Institutions have it in their collective best interest to invest in bolstering young clinical leaders sooner rather than later. Input from the newest generation of health workers will be essential for navigating toward a future of safe, high-quality care that leverages technology and other new sources of efficiency along the way.
The health system of the future
In the U.S., the fee-for-service system is gradually giving way to one that rewards value. Technological capabilities are expanding at an incredible pace and infiltrating health care, giving rise to better data and more sophisticated analytics to direct us along this path.
Are our clinical leadership teams made up of the right people to push us towards this future? We don’t think so, at least not in their current forms. A few numbers might be enlightening: There are still far fewer women than men in leadership roles, and their pay in those roles remains less than for men. Only 12% of health care CEOs are under 50 years of age, while 17% are over age 65. Just 39% of all health care CEOs have a formal succession plan.
Whether or not you buy into the argument that current leadership is not comprised of the right mix of experience or expertise, we might all agree that stronger formalized talent development would benefit everyone.
“What is it about these millennials?”
It is difficult for some to move beyond the lazy stereotype in which all millennials demand a trophy just for showing up. Abandoning it, though, would make clear that these workers have a different view of the health care system than their more senior clinical colleagues or leadership. This is informed by their recent education and training, augmented by evolving technology, shaded by the burden of educational debt, and shaped by front-line work in a system that is not serving patients well by many measures.
A high level of comfort with digital resources lets many millennials more easily see them as innovative tools to improve the patient experience — or even their own experiences as practitioners.
It is important to recognize generational differences between clinical leaders and more junior clinicians because differences in and diversity of perspectives provide value and opportunities for mutual benefit and learning.
Despite our disdain for the common framing of “burnout,” the phenomenon is a problem for clinicians, their employers, and patients. The drained nurse can make an error. The indifferent physician can fail to adequately address a patient’s mental illness.

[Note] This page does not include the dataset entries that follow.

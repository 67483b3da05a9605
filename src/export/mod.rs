//! Point-list and mesh export
//!
//! Every export scans the volume z-outer, y, x-inner and considers only
//! user-colored cells (index >= 8) whose palette RGB is non-zero. Output
//! X and Y are re-centered by -64; Z is written as stored.

pub mod points;
pub mod mesh;

pub use points::{export_points, visible_points, ExportPoint};
pub use mesh::{count_exposed_faces, write_ply, Face};

use std::fs::File;
use std::io::{BufWriter, Write};
use std::path::Path;

use crate::core::types::Result;
use crate::core::Error;
use crate::storage::save_snapshot;
use crate::voxel::canvas::Canvas;
use crate::voxel::palette::{Palette, FIRST_USER_INDEX};
use crate::voxel::volume::{VoxelVolume, GRID_SIZE};

/// Header name written into text and mesh exports
pub const EXPORT_TITLE: &str = "Woxel v1.0";

/// Offset subtracted from X and Y on export
pub const EXPORT_CENTER: i32 = (GRID_SIZE / 2) as i32;

/// Supported export formats
#[derive(Clone, Copy, Debug, PartialEq, Eq)]
pub enum ExportFormat {
    /// Compressed project snapshot at an explicit path
    Wox,
    /// Every colored cell
    Txt,
    /// Only cells with at least one empty neighbor
    Vv,
    /// ASCII PLY mesh of exposed faces
    Ply,
}

impl ExportFormat {
    pub const ALL: [ExportFormat; 4] = [
        ExportFormat::Wox,
        ExportFormat::Txt,
        ExportFormat::Vv,
        ExportFormat::Ply,
    ];

    /// Parse a format name; anything unrecognized is a snapshot
    pub fn parse(name: &str) -> Self {
        match name.to_ascii_lowercase().as_str() {
            "txt" => ExportFormat::Txt,
            "vv" => ExportFormat::Vv,
            "ply" => ExportFormat::Ply,
            _ => ExportFormat::Wox,
        }
    }

    pub fn name(&self) -> &'static str {
        match self {
            ExportFormat::Wox => "wox",
            ExportFormat::Txt => "txt",
            ExportFormat::Vv => "vv",
            ExportFormat::Ply => "ply",
        }
    }
}

/// Color of an exportable cell, `None` for empty, system or black cells
#[inline]
pub(crate) fn export_color(palette: &Palette, index: u8) -> Option<[u8; 3]> {
    if index < FIRST_USER_INDEX {
        return None;
    }
    let rgb = palette.rgb_bytes(index);
    (rgb != [0, 0, 0]).then_some(rgb)
}

/// Visit exportable cells in export order
pub(crate) fn for_each_exportable(
    volume: &VoxelVolume,
    palette: &Palette,
    mut f: impl FnMut(usize, usize, usize, [u8; 3]),
) {
    for z in 0..GRID_SIZE {
        for y in 0..GRID_SIZE {
            for x in 0..GRID_SIZE {
                if let Some(rgb) = export_color(palette, volume.get(x, y, z)) {
                    f(x, y, z, rgb);
                }
            }
        }
    }
}

/// Write one export to `path`
pub fn export_to_path(canvas: &Canvas, format: ExportFormat, path: &Path) -> Result<()> {
    type Writer = fn(&mut BufWriter<File>, &VoxelVolume, &Palette) -> std::io::Result<()>;
    let write: Writer = match format {
        ExportFormat::Wox => return save_snapshot(path, canvas),
        ExportFormat::Txt => export_points,
        ExportFormat::Vv => visible_points,
        ExportFormat::Ply => write_ply,
    };

    let file = File::create(path)
        .map_err(|e| Error::Export(format!("cannot create {}: {}", path.display(), e)))?;
    let mut writer = BufWriter::new(file);
    write(&mut writer, &canvas.volume, &canvas.palette)?;
    writer.flush()?;

    log::info!("Exported {}: {}", format.name().to_uppercase(), path.display());
    Ok(())
}

/// Run several exports, logging and skipping any that fail.
///
/// Returns how many succeeded.
pub fn export_all(canvas: &Canvas, jobs: &[(ExportFormat, &Path)]) -> usize {
    let mut done = 0;
    for (format, path) in jobs {
        match export_to_path(canvas, *format, path) {
            Ok(()) => done += 1,
            Err(e) => log::error!("Export {} to {} failed: {}", format.name(), path.display(), e),
        }
    }
    done
}

#[cfg(test)]
mod tests {
    use super::*;

    #[test]
    fn test_parse_format() {
        assert_eq!(ExportFormat::parse("txt"), ExportFormat::Txt);
        assert_eq!(ExportFormat::parse("VV"), ExportFormat::Vv);
        assert_eq!(ExportFormat::parse("ply"), ExportFormat::Ply);
        assert_eq!(ExportFormat::parse("wox"), ExportFormat::Wox);
        assert_eq!(ExportFormat::parse("obj"), ExportFormat::Wox);
    }

    #[test]
    fn test_export_color_filters() {
        let mut palette = Palette::default();
        palette.set(9, 0);
        assert_eq!(export_color(&palette, 0), None);
        assert_eq!(export_color(&palette, 2), None);
        assert_eq!(export_color(&palette, 9), None);
        assert_eq!(export_color(&palette, 8), Some([0xFF, 0xFF, 0xFF]));
    }

    #[test]
    fn test_export_all_skips_failures() {
        let dir = tempfile::tempdir().unwrap();
        let canvas = Canvas::seeded();
        let good = dir.path().join("points.txt");
        let bad = dir.path().join("missing_dir").join("mesh.ply");
        let snapshot = dir.path().join("copy.wox.gz");

        let done = export_all(
            &canvas,
            &[
                (ExportFormat::Txt, good.as_path()),
                (ExportFormat::Ply, bad.as_path()),
                (ExportFormat::Wox, snapshot.as_path()),
            ],
        );
        assert_eq!(done, 2);
        assert!(good.exists());
        assert!(!bad.exists());
        assert!(snapshot.exists());
    }
}
//! Voxel editing
//!
//! Picking finds the cell under the crosshair, face resolution finds the
//! neighbor a new cell goes into, and the engine applies edit ops to the
//! volume.

pub mod face;
pub mod op;
pub mod engine;

pub use face::{resolve_face, update_candidate};
pub use op::{EditOp, EditOutcome, Rejection, ScrollTarget};
pub use engine::{aim_at, mirror_x, EditContext, EditEngine};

Both can leave patients dissatisfied.
Burnout comes from being pulled in many directions, performing suboptimally in each while having little autonomy to control elements of one’s work. Solutions such as on-site yoga, meditation classes for physicians-in-training, or physician coaching are simply Band-Aids that focus on the health worker, an approach that effectively suggests the individual has somehow failed to adapt to the rigors of the work. The true culprit, however, is the system.
If millennials leave medical practice for non-clinical roles as the health system morphs to meet the needs of the next decade, the looming shortage of health workers will be profoundly worse than anticipated.

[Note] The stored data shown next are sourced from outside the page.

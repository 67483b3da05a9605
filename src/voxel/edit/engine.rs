//! Edit engine: picking-driven mutations of the volume

use crate::core::types::{IVec3, Vec3};
use crate::math::Ray;
use crate::raycast::{PickingMarch, RayHit, Traversal};
use crate::voxel::edit::face::update_candidate;
use crate::voxel::edit::op::{EditOp, EditOutcome, Rejection, ScrollTarget};
use crate::voxel::palette::{Palette, FIRST_USER_INDEX};
use crate::voxel::state::EditorState;
use crate::voxel::volume::{VoxelVolume, GRID_SIZE};

/// Distance in front of the eye used by place-at-viewpoint
const VIEWPOINT_REACH: f32 = 6.0;

/// Mutable view of a project handed to the engine for one operation
pub struct EditContext<'a> {
    pub volume: &'a mut VoxelVolume,
    pub palette: &'a Palette,
    pub state: &'a mut EditorState,
}

/// X coordinate mirrored about the volume center, kept inside the grid
pub fn mirror_x(x: i32) -> i32 {
    (GRID_SIZE as i32 - x).clamp(0, GRID_SIZE as i32 - 1)
}

/// Applies [`EditOp`]s under the occupancy rules.
///
/// - Place writes only into an empty cell next to the picked face.
/// - Delete and replace act on the picked cell itself.
/// - With mirroring on, place/delete/replace also write the X-mirrored
///   cell, regardless of what it holds.
#[derive(Debug, Default)]
pub struct EditEngine {
    pub mirror: bool,
    picker: PickingMarch,
}

impl EditEngine {
    pub fn new() -> Self {
        Self::default()
    }

    /// Cast the picking ray from the eye along the look direction
    pub fn pick(&self, volume: &VoxelVolume, state: &EditorState) -> Option<RayHit> {
        let ray = Ray::new(state.eye(), state.look_direction());
        self.picker.trace(volume, &ray).hit().copied()
    }

    /// Apply one operation
    pub fn apply(&mut self, op: EditOp, ctx: &mut EditContext<'_>) -> EditOutcome {
        match op {
            EditOp::Place => self.place(ctx),
            EditOp::Delete => self.overwrite_picked(ctx, 0),
            EditOp::Replace => {
                let color = ctx.state.selected;
                self.overwrite_picked(ctx, color)
            }
            EditOp::CloneColor => self.clone_color(ctx),
            EditOp::Scroll { delta, target } => self.scroll(ctx, delta, target),
            EditOp::ToggleMirror => {
                self.mirror = !self.mirror;
                log::debug!("Mirror {}", if self.mirror { "on" } else { "off" });
                EditOutcome::Applied { changed: false }
            }
            EditOp::PlaceAtViewpoint => place_at_viewpoint(ctx),
        }
    }

    fn place(&self, ctx: &mut EditContext<'_>) -> EditOutcome {
        let Some(hit) = self.pick(ctx.volume, ctx.state) else {
            ctx.state.candidate.valid = false;
            return EditOutcome::NoHit;
        };

        update_candidate(&mut ctx.state.candidate, hit.cell, hit.offset);
        if !ctx.state.candidate.valid {
            return EditOutcome::Rejected(Rejection::AmbiguousFace);
        }

        let cell = ctx.state.candidate.cell;
        match ctx.volume.get_checked(cell) {
            None => EditOutcome::Rejected(Rejection::OutOfBounds),
            Some(c) if c != 0 => EditOutcome::Rejected(Rejection::Occupied),
            Some(_) => {
                let color = ctx.state.selected;
                ctx.volume.set_checked(cell, color);
                self.write_mirror(ctx.volume, cell, color);
                EditOutcome::Applied { changed: true }
            }
        }
    }

    fn overwrite_picked(&self, ctx: &mut EditContext<'_>, color: u8) -> EditOutcome {
        let Some(hit) = self.pick(ctx.volume, ctx.state) else {
            return EditOutcome::NoHit;
        };
        ctx.volume.set_checked(hit.cell, color);
        self.write_mirror(ctx.volume, hit.cell, color);
        EditOutcome::Applied { changed: true }
    }

    fn write_mirror(&self, volume: &mut VoxelVolume, cell: IVec3, color: u8) {
        if self.mirror {
            volume.set_checked(IVec3::new(mirror_x(cell.x), cell.y, cell.z), color);
        }
    }

    fn clone_color(&self, ctx: &mut EditContext<'_>) -> EditOutcome {
        let Some(hit) = self.pick(ctx.volume, ctx.state) else {
            return EditOutcome::NoHit;
        };
        if !Palette::is_user(hit.color) {
            return EditOutcome::Rejected(Rejection::SystemColor);
        }
        ctx.state.selected = hit.color;
        EditOutcome::Applied { changed: false }
    }

    fn scroll(&self, ctx: &mut EditContext<'_>, delta: i32, target: ScrollTarget) -> EditOutcome {
        if target == ScrollTarget::Pointed {
            if let Some(hit) = self.pick(ctx.volume, ctx.state) {
                if Palette::is_user(hit.color) {
                    let color = ctx.palette.step(hit.color, delta);
                    ctx.volume.set_checked(hit.cell, color);
                    ctx.state.selected = color;
                    return EditOutcome::Applied { changed: color != hit.color };
                }
            }
        }
        ctx.state.selected = ctx.palette.step(ctx.state.selected, delta);
        EditOutcome::Applied { changed: false }
    }
}

fn place_at_viewpoint(ctx: &mut EditContext<'_>) -> EditOutcome {
    let target = (ctx.state.eye() + ctx.state.look_direction() * VIEWPOINT_REACH).round();
    if !VoxelVolume::is_in_bounds(target) {
        return EditOutcome::Rejected(Rejection::OutOfBounds);
    }
    let cell = IVec3::new(target.x as i32, target.y as i32, target.z as i32);
    if ctx.volume.set_checked(cell, FIRST_USER_INDEX) {
        EditOutcome::Applied { changed: true }
    } else {
        EditOutcome::Rejected(Rejection::OutOfBounds)
    }
}

/// Point the eye at `target` from `eye`, setting yaw and pitch.
///
/// Inverse of the view basis: forward = (-sin(yaw) sin(pitch),
/// cos(yaw) sin(pitch), -cos(pitch)).
pub fn aim_at(state: &mut EditorState, eye: Vec3, target: Vec3) {
    state.set_eye(eye);
    let dir = (target - eye).normalize_or_zero();
    if dir == Vec3::ZERO {
        return;
    }
    state.pitch = (-dir.z).clamp(-1.0, 1.0).acos();
    state.yaw = (-dir.x).atan2(dir.y);
}

#[cfg(test)]
mod tests {
    use super::*;

    struct Project {
        volume: VoxelVolume,
        palette: Palette,
        state: EditorState,
    }

    impl Project {
        fn new() -> Self {
            Self {
                volume: VoxelVolume::new(),
                palette: Palette::default(),
                state: EditorState::default(),
            }
        }

        /// Eye above (x, y) looking straight down -Z
        fn looking_down(x: f32, y: f32, z: f32) -> Self {
            let mut project = Self::new();
            project.state.set_eye(Vec3::new(x, y, z));
            project.state.yaw = 0.0;
            project.state.pitch = 0.0;
            project
        }

        fn apply(&mut self, engine: &mut EditEngine, op: EditOp) -> EditOutcome {
            let mut ctx = EditContext {
                volume: &mut self.volume,
                palette: &self.palette,
                state: &mut self.state,
            };
            engine.apply(op, &mut ctx)
        }
    }

    #[test]
    fn test_place_above_picked_cell() {
        let mut project = Project::looking_down(64.0, 64.0, 100.0);
        project.volume.set(64, 64, 64, 8);
        project.state.selected = 12;
        let mut engine = EditEngine::new();

        let outcome = project.apply(&mut engine, EditOp::Place);
        assert_eq!(outcome, EditOutcome::Applied { changed: true });
        assert_eq!(project.volume.get(64, 64, 65), 12);
        assert!(project.state.candidate.valid);
        assert_eq!(project.state.candidate.cell, IVec3::new(64, 64, 65));

        // The next place lands on top of the new cell, never overwriting
        project.apply(&mut engine, EditOp::Place);
        assert_eq!(project.volume.get(64, 64, 66), 12);
        assert_eq!(project.volume.get(64, 64, 65), 12);
        assert_eq!(project.volume.get(64, 64, 64), 8);
    }

    #[test]
    fn test_place_without_hit() {
        let mut project = Project::looking_down(64.0, 64.0, 100.0);
        let mut engine = EditEngine::new();
        assert_eq!(project.apply(&mut engine, EditOp::Place), EditOutcome::NoHit);
        assert_eq!(project.volume.count_occupied(), 0);
        assert!(!project.state.candidate.valid);
    }

    #[test]
    fn test_place_out_of_bounds_rejected() {
        // Hit the top layer from below the grid floor so the adjacent cell is z = -1
        let mut project = Project::new();
        project.volume.set(10, 10, 0, 9);
        aim_at(&mut project.state, Vec3::new(10.0, 10.0, -20.0), Vec3::new(10.0, 10.0, 0.0));
        let mut engine = EditEngine::new();
        assert_eq!(
            project.apply(&mut engine, EditOp::Place),
            EditOutcome::Rejected(Rejection::OutOfBounds)
        );
        assert_eq!(project.volume.count_occupied(), 1);
    }

    #[test]
    fn test_place_onto_occupied_neighbor_rejected() {
        // Entering the top face near its +X edge leaves an offset whose
        // dominant axis is X, so the candidate is the occupied neighbor
        let mut project = Project::new();
        project.volume.set(64, 64, 64, 8);
        project.volume.set(65, 64, 64, 9);
        project.state.selected = 12;
        let eye = Vec3::new(64.596, 64.0, 70.0);
        aim_at(&mut project.state, eye, eye + Vec3::new(-0.02, 0.0, -1.0));
        let mut engine = EditEngine::new();

        assert_eq!(
            project.apply(&mut engine, EditOp::Place),
            EditOutcome::Rejected(Rejection::Occupied)
        );
        assert_eq!(project.state.candidate.cell, IVec3::new(65, 64, 64));
        assert_eq!(project.volume.get(64, 64, 64), 8);
        assert_eq!(project.volume.get(65, 64, 64), 9);
        assert_eq!(project.volume.count_occupied(), 2);
    }

    #[test]
    fn test_delete_and_replace() {
        let mut project = Project::looking_down(30.0, 40.0, 120.0);
        project.volume.set(30, 40, 50, 9);
        project.state.selected = 15;
        let mut engine = EditEngine::new();

        assert_eq!(project.apply(&mut engine, EditOp::Replace), EditOutcome::Applied { changed: true });
        assert_eq!(project.volume.get(30, 40, 50), 15);

        assert_eq!(project.apply(&mut engine, EditOp::Delete), EditOutcome::Applied { changed: true });
        assert_eq!(project.volume.count_occupied(), 0);
        assert_eq!(project.apply(&mut engine, EditOp::Delete), EditOutcome::NoHit);
    }

    #[test]
    fn test_mirror_symmetry() {
        assert_eq!(mirror_x(64), 64);
        assert_eq!(mirror_x(60), 68);
        assert_eq!(mirror_x(68), 60);
        assert_eq!(mirror_x(0), 127);
        assert_eq!(mirror_x(127), 1);

        let mut project = Project::looking_down(60.0, 64.0, 100.0);
        project.volume.set(60, 64, 64, 8);
        project.volume.set(68, 64, 70, 3);
        project.state.selected = 10;
        let mut engine = EditEngine::new();
        project.apply(&mut engine, EditOp::ToggleMirror);
        assert!(engine.mirror);

        project.apply(&mut engine, EditOp::Place);
        assert_eq!(project.volume.get(60, 64, 65), 10);
        assert_eq!(project.volume.get(68, 64, 65), 10);

        project.apply(&mut engine, EditOp::Replace);
        assert_eq!(project.volume.get(60, 64, 65), 10);
        assert_eq!(project.volume.get(68, 64, 65), 10);

        project.apply(&mut engine, EditOp::Delete);
        assert_eq!(project.volume.get(60, 64, 65), 0);
        assert_eq!(project.volume.get(68, 64, 65), 0);
        assert_eq!(project.volume.get(68, 64, 70), 3);
    }

    #[test]
    fn test_clone_color() {
        let mut project = Project::looking_down(20.0, 20.0, 100.0);
        project.volume.set(20, 20, 20, 17);
        let mut engine = EditEngine::new();
        assert_eq!(project.apply(&mut engine, EditOp::CloneColor), EditOutcome::Applied { changed: false });
        assert_eq!(project.state.selected, 17);

        project.volume.set(20, 20, 30, 2);
        let outcome = project.apply(&mut engine, EditOp::CloneColor);
        assert_eq!(outcome, EditOutcome::Rejected(Rejection::SystemColor));
        assert_eq!(project.state.selected, 17);
    }

    #[test]
    fn test_scroll_pointed_cell() {
        let mut project = Project::looking_down(20.0, 20.0, 100.0);
        project.volume.set(20, 20, 20, 9);
        let mut engine = EditEngine::new();

        let op = EditOp::Scroll { delta: 1, target: ScrollTarget::Pointed };
        assert_eq!(project.apply(&mut engine, op), EditOutcome::Applied { changed: true });
        assert_eq!(project.volume.get(20, 20, 20), 10);
        assert_eq!(project.state.selected, 10);

        // Selection-only scroll leaves the cell alone
        let op = EditOp::Scroll { delta: -1, target: ScrollTarget::Selection };
        project.apply(&mut engine, op);
        assert_eq!(project.state.selected, 9);
        assert_eq!(project.volume.get(20, 20, 20), 10);
    }

    #[test]
    fn test_scroll_system_cell_moves_selection() {
        let mut project = Project::looking_down(20.0, 20.0, 100.0);
        project.volume.set(20, 20, 20, 3);
        project.state.selected = 39;
        let mut engine = EditEngine::new();
        let op = EditOp::Scroll { delta: 1, target: ScrollTarget::Pointed };
        project.apply(&mut engine, op);
        assert_eq!(project.volume.get(20, 20, 20), 3);
        assert_eq!(project.state.selected, 8);
    }

    #[test]
    fn test_place_at_viewpoint() {
        let mut project = Project::looking_down(64.0, 64.0, 100.0);
        let mut engine = EditEngine::new();
        assert_eq!(
            project.apply(&mut engine, EditOp::PlaceAtViewpoint),
            EditOutcome::Applied { changed: true }
        );
        assert_eq!(project.volume.get(64, 64, 94), 8);

        let mut outside = Project::looking_down(64.0, 64.0, 300.0);
        assert_eq!(
            outside.apply(&mut engine, EditOp::PlaceAtViewpoint),
            EditOutcome::Rejected(Rejection::OutOfBounds)
        );
    }

    #[test]
    fn test_aim_at() {
        let mut state = EditorState::default();
        aim_at(&mut state, Vec3::new(0.0, 0.0, 0.0), Vec3::new(3.0, 4.0, 0.0));
        let look = state.look_direction();
        assert!((look - Vec3::new(0.6, 0.8, 0.0)).length() < 1e-4);
    }
}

Health system leadership, payers, and policymakers would be well served by giving younger nurses and physicians stakes in their local system’s performance and empowering them to direct their own professional service of patients and personal development. These clinicians would feel a sense of improved control over and fit within their immediate ecosystems, while medical groups and hospitals would benefit from different perspectives, reduced turnover, and eventually thoroughly groomed in-house leaders of tomorrow.